Goal of the exercise: In the entries that follow, the line with "node.parent = usize::MAX;" opens the range and the line with "let Some(entry) = self.open.pop()" closes it; repeat that range exactly, both lines included.

Information:
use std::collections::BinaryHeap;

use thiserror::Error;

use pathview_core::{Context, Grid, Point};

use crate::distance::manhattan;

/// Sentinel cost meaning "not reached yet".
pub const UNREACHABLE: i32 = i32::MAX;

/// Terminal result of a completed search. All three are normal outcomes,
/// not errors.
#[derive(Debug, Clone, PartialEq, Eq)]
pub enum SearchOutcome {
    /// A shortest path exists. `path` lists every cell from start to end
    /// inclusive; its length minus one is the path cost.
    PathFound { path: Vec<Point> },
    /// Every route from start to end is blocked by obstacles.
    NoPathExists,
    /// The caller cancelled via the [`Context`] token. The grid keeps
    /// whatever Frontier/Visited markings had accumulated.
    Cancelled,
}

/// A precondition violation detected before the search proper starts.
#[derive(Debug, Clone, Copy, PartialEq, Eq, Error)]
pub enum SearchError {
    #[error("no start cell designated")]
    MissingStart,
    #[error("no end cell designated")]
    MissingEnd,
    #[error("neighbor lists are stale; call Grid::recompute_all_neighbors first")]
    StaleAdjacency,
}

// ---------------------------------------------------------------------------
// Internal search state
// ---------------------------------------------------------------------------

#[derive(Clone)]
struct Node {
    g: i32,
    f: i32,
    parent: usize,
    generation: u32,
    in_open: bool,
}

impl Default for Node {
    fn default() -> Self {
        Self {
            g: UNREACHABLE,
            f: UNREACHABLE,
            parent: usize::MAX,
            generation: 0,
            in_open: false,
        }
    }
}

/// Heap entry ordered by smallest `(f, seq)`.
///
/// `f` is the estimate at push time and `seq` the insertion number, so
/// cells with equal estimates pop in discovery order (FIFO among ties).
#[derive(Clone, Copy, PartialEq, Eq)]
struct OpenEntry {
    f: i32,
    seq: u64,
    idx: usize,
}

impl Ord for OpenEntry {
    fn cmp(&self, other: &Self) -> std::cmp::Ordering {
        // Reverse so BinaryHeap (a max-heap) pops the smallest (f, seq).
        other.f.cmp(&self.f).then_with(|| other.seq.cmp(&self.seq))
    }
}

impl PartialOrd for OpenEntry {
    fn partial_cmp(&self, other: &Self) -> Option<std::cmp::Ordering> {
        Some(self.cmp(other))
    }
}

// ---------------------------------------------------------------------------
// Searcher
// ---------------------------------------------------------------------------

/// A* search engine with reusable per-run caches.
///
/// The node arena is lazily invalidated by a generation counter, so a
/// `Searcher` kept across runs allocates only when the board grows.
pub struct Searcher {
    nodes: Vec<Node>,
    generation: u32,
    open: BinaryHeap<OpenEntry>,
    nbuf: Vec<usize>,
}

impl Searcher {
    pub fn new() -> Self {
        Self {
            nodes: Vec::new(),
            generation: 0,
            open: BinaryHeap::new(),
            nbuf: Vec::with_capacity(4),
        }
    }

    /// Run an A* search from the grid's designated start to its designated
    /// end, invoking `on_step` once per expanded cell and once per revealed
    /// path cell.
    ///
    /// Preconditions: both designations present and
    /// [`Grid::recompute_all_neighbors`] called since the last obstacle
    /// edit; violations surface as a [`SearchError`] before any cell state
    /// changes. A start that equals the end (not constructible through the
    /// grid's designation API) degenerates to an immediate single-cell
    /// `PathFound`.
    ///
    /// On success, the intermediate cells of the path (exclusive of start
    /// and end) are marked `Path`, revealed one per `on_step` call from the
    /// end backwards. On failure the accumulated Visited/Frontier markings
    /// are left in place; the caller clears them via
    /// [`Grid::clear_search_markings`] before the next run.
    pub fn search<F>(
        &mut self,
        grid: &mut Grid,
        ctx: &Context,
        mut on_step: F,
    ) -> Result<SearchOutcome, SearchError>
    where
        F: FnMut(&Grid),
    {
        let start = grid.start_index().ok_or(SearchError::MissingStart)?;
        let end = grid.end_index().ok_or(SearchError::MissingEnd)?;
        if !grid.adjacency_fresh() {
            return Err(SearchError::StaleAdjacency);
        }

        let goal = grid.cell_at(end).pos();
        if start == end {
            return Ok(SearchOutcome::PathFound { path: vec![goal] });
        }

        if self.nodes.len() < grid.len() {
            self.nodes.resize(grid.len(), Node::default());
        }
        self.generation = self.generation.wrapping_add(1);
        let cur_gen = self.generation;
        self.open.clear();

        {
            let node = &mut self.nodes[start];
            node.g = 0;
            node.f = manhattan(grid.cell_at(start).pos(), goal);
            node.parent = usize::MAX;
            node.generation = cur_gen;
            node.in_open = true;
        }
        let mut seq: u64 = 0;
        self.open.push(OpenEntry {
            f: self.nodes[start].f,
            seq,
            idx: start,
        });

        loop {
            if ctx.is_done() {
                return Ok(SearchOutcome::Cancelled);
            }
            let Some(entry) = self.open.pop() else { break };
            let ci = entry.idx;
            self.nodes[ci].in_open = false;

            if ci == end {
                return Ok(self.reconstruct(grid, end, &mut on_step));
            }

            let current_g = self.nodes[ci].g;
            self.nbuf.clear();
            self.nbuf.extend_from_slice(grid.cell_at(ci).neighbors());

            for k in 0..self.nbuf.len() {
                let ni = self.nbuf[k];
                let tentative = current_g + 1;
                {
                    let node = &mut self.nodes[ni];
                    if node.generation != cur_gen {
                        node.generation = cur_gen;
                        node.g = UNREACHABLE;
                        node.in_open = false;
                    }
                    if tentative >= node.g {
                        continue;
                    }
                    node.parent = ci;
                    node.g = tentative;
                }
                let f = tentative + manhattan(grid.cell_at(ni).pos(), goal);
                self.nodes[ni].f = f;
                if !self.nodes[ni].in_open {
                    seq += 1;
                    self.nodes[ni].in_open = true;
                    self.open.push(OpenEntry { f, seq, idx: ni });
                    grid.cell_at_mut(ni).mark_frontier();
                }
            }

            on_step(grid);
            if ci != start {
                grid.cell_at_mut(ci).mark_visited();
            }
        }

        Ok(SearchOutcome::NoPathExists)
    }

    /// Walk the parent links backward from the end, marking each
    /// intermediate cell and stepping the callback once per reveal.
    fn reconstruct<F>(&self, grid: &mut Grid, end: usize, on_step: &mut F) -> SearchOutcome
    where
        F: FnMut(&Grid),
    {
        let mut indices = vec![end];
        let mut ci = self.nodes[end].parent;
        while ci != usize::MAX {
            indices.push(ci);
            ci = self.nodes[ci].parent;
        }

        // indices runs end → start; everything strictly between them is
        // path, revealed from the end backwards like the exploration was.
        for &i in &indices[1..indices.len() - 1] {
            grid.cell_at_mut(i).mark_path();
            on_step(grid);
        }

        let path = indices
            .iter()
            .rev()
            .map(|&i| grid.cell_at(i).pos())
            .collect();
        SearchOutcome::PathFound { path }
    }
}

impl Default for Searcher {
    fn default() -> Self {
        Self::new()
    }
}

...

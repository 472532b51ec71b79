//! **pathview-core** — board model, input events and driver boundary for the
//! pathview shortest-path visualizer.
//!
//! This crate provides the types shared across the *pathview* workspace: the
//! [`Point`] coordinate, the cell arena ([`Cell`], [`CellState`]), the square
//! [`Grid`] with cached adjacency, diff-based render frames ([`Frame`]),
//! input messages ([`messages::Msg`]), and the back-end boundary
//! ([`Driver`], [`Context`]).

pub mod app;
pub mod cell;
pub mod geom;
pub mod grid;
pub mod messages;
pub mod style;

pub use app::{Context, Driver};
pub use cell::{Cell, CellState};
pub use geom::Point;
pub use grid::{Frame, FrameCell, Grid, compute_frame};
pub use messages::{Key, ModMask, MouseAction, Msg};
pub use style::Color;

Answer to the exercise:
            node.parent = usize::MAX;
            node.generation = cur_gen;
            node.in_open = true;
        }
        let mut seq: u64 = 0;
        self.open.push(OpenEntry {
            f: self.nodes[start].f,
            seq,
            idx: start,
        });

        loop {
            if ctx.is_done() {
                return Ok(SearchOutcome::Cancelled);
            }
            let Some(entry) = self.open.pop() else { break };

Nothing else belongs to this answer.